┌────────

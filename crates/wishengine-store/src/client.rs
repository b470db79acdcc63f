//! HTTP client for the remote message store.
//!
//! The store exposes three endpoints, all relative to the configured base
//! URL:
//!
//! - `POST /messages` with `{"text": ..., "state": <token>}`
//! - `GET /messages?state=<token>&limit=<n>` returning a JSON array
//! - `GET /health`
//!
//! Each call is a single request bounded by the configured timeout.  Failed
//! calls are reported once and never retried.

use std::time::Duration;

use async_trait::async_trait;
use serde_json::{Value, json};
use tracing::{debug, info, warn};
use url::Url;

use wishengine_core::State;

use crate::error::{Result, StoreError};
use crate::message::StoredMessage;
use crate::traits::{HealthReport, MessageStore};

/// Default endpoint when none is configured.
pub const DEFAULT_ENDPOINT: &str = "http://localhost";

/// Default whole-request timeout in seconds.
pub const DEFAULT_TIMEOUT_SECS: u64 = 10;

/// Default connect timeout in seconds.
pub const DEFAULT_CONNECT_TIMEOUT_SECS: u64 = 5;

/// Longest response body kept in errors and health reports.
const MAX_BODY_CHARS: usize = 512;

/// Settings for [`MessageStoreClient`].
#[derive(Debug, Clone)]
pub struct StoreConfig {
    /// Base URL of the store, e.g. `http://localhost` or `http://host/api`.
    pub endpoint: String,
    /// Upper bound for a whole request, body included.
    pub timeout: Duration,
    /// Upper bound for establishing the connection.
    pub connect_timeout: Duration,
}

impl Default for StoreConfig {
    fn default() -> Self {
        Self {
            endpoint: DEFAULT_ENDPOINT.to_string(),
            timeout: Duration::from_secs(DEFAULT_TIMEOUT_SECS),
            connect_timeout: Duration::from_secs(DEFAULT_CONNECT_TIMEOUT_SECS),
        }
    }
}

/// Client for the remote message store.
///
/// Holds no per-call state: one instance can serve any number of concurrent
/// calls.
pub struct MessageStoreClient {
    /// The endpoint as configured, for diagnostics.
    endpoint: String,
    /// Parsed base URL, always ending in `/`.
    base: Url,
    /// Request timeout, kept for error reporting.
    timeout: Duration,
    http: reqwest::Client,
}

impl MessageStoreClient {
    /// Create a client for the configured endpoint.
    pub fn new(config: StoreConfig) -> Result<Self> {
        let base = parse_base_url(&config.endpoint)?;

        let http = reqwest::Client::builder()
            .user_agent(concat!("wishengine/", env!("CARGO_PKG_VERSION")))
            .timeout(config.timeout)
            .connect_timeout(config.connect_timeout)
            .build()
            .map_err(|e| StoreError::Client(e.to_string()))?;

        info!(endpoint = %config.endpoint, timeout = ?config.timeout, "message store client ready");

        Ok(Self {
            endpoint: config.endpoint,
            base,
            timeout: config.timeout,
            http,
        })
    }

    /// Send one message to the store.
    pub async fn store_message(&self, text: &str, state: State) -> Result<bool> {
        const OP: &str = "store";
        let url = self.url("messages")?;
        let body = json!({
            "text": text,
            "state": state.token(),
        });

        debug!(url = %url, state = %state, "storing message");

        let response = self
            .http
            .post(url)
            .json(&body)
            .send()
            .await
            .map_err(|e| self.transport_error(OP, e))?;
        let raw = self.success_body(OP, response).await?;

        if raw.trim().is_empty() {
            warn!(state = %state, "store accepted the request without a confirmation body");
            return Ok(false);
        }

        let value: Value =
            serde_json::from_str(&raw).map_err(|e| StoreError::MalformedResponse {
                operation: OP,
                reason: format!("body is not JSON: {e}"),
            })?;

        let confirmed = is_confirmation(&value);
        debug!(state = %state, confirmed, "store responded");
        Ok(confirmed)
    }

    /// Fetch up to `limit` messages for `state`.
    ///
    /// Records that fail validation are logged and skipped.
    pub async fn get_messages(&self, state: State, limit: usize) -> Result<Vec<StoredMessage>> {
        const OP: &str = "fetch";
        if limit == 0 {
            debug!(state = %state, "fetch with limit 0, skipping request");
            return Ok(Vec::new());
        }

        let mut url = self.url("messages")?;
        url.query_pairs_mut()
            .append_pair("state", state.token())
            .append_pair("limit", &limit.to_string());

        debug!(url = %url, "fetching messages");

        let response = self
            .http
            .get(url)
            .send()
            .await
            .map_err(|e| self.transport_error(OP, e))?;
        let raw = self.success_body(OP, response).await?;

        let value: Value =
            serde_json::from_str(&raw).map_err(|e| StoreError::MalformedResponse {
                operation: OP,
                reason: format!("body is not JSON: {e}"),
            })?;
        let Value::Array(records) = value else {
            return Err(StoreError::MalformedResponse {
                operation: OP,
                reason: "expected a JSON array of records".into(),
            });
        };

        let total = records.len();
        let mut messages = Vec::with_capacity(total.min(limit));
        for (index, record) in records.iter().enumerate() {
            if messages.len() == limit {
                break;
            }
            match StoredMessage::from_record(record, state) {
                Ok(message) => messages.push(message),
                Err(e) => {
                    warn!(state = %state, index, error = %e, record = %record, "skipping invalid record");
                }
            }
        }

        debug!(state = %state, received = total, kept = messages.len(), "fetch completed");
        Ok(messages)
    }

    /// Query `/health`.
    ///
    /// Any HTTP answer is a report; only transport failures are errors.
    pub async fn check_health(&self) -> Result<HealthReport> {
        const OP: &str = "health check";
        let url = self.url("health")?;

        debug!(url = %url, "checking store health");

        let response = self
            .http
            .get(url)
            .send()
            .await
            .map_err(|e| self.transport_error(OP, e))?;
        let status = response.status();
        let body = response
            .text()
            .await
            .map_err(|e| self.transport_error(OP, e))?;

        let report = HealthReport {
            endpoint: self.endpoint.clone(),
            status_code: status.as_u16(),
            body: truncate(&body),
            connected: status.is_success(),
        };
        info!(status = report.status_code, connected = report.connected, "store health checked");
        Ok(report)
    }

    // -- Private helpers ----------------------------------------------------

    fn url(&self, path: &str) -> Result<Url> {
        self.base
            .join(path)
            .map_err(|e| StoreError::InvalidEndpoint {
                endpoint: self.endpoint.clone(),
                reason: format!("cannot build request URL: {e}"),
            })
    }

    fn transport_error(&self, operation: &'static str, e: reqwest::Error) -> StoreError {
        if e.is_timeout() {
            StoreError::Timeout {
                operation,
                timeout: self.timeout,
            }
        } else {
            StoreError::Network {
                operation,
                reason: e.to_string(),
            }
        }
    }

    /// Read the body of a 2xx response, or turn anything else into
    /// [`StoreError::Status`].
    async fn success_body(
        &self,
        operation: &'static str,
        response: reqwest::Response,
    ) -> Result<String> {
        let status = response.status();
        let body = response
            .text()
            .await
            .map_err(|e| self.transport_error(operation, e))?;

        if !status.is_success() {
            return Err(StoreError::Status {
                operation,
                status: status.as_u16(),
                body: truncate(&body),
            });
        }
        Ok(body)
    }
}

#[async_trait]
impl MessageStore for MessageStoreClient {
    fn endpoint(&self) -> &str {
        &self.endpoint
    }

    async fn store(&self, text: &str, state: State) -> Result<bool> {
        self.store_message(text, state).await
    }

    async fn fetch(&self, state: State, limit: usize) -> Result<Vec<StoredMessage>> {
        self.get_messages(state, limit).await
    }

    async fn health(&self) -> Result<HealthReport> {
        self.check_health().await
    }
}

// ---------------------------------------------------------------------------
// Helpers
// ---------------------------------------------------------------------------

/// Parse the configured endpoint into a base URL that relative paths can be
/// joined onto without dropping its last path segment.
fn parse_base_url(endpoint: &str) -> Result<Url> {
    let invalid = |reason: String| StoreError::InvalidEndpoint {
        endpoint: endpoint.to_string(),
        reason,
    };

    let mut url = Url::parse(endpoint.trim()).map_err(|e| invalid(e.to_string()))?;
    if !matches!(url.scheme(), "http" | "https") {
        return Err(invalid(format!("unsupported scheme `{}`", url.scheme())));
    }
    if url.cannot_be_a_base() {
        return Err(invalid("URL cannot be used as a base".into()));
    }
    if !url.path().ends_with('/') {
        let path = format!("{}/", url.path());
        url.set_path(&path);
    }
    url.set_query(None);
    url.set_fragment(None);
    Ok(url)
}

/// Whether a 2xx JSON body confirms the write.
///
/// Only an object without `"ok": false` / `"success": false`, or the bare
/// literal `true`, confirms.  `null`, numbers, strings and arrays do not.
fn is_confirmation(body: &Value) -> bool {
    match body {
        Value::Bool(b) => *b,
        Value::Object(obj) => !["ok", "success"]
            .iter()
            .any(|key| obj.get(*key) == Some(&Value::Bool(false))),
        Value::Null | Value::Number(_) | Value::String(_) | Value::Array(_) => false,
    }
}

fn truncate(body: &str) -> String {
    match body.char_indices().nth(MAX_BODY_CHARS) {
        Some((idx, _)) => format!("{}...", &body[..idx]),
        None => body.to_string(),
    }
}

// ---------------------------------------------------------------------------
// Tests
// ---------------------------------------------------------------------------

└────────

When "relative" shows up in a line of the material, report that line.

//! The store exposes three endpoints, all relative to the configured base
/// Parse the configured endpoint into a base URL that relative paths can be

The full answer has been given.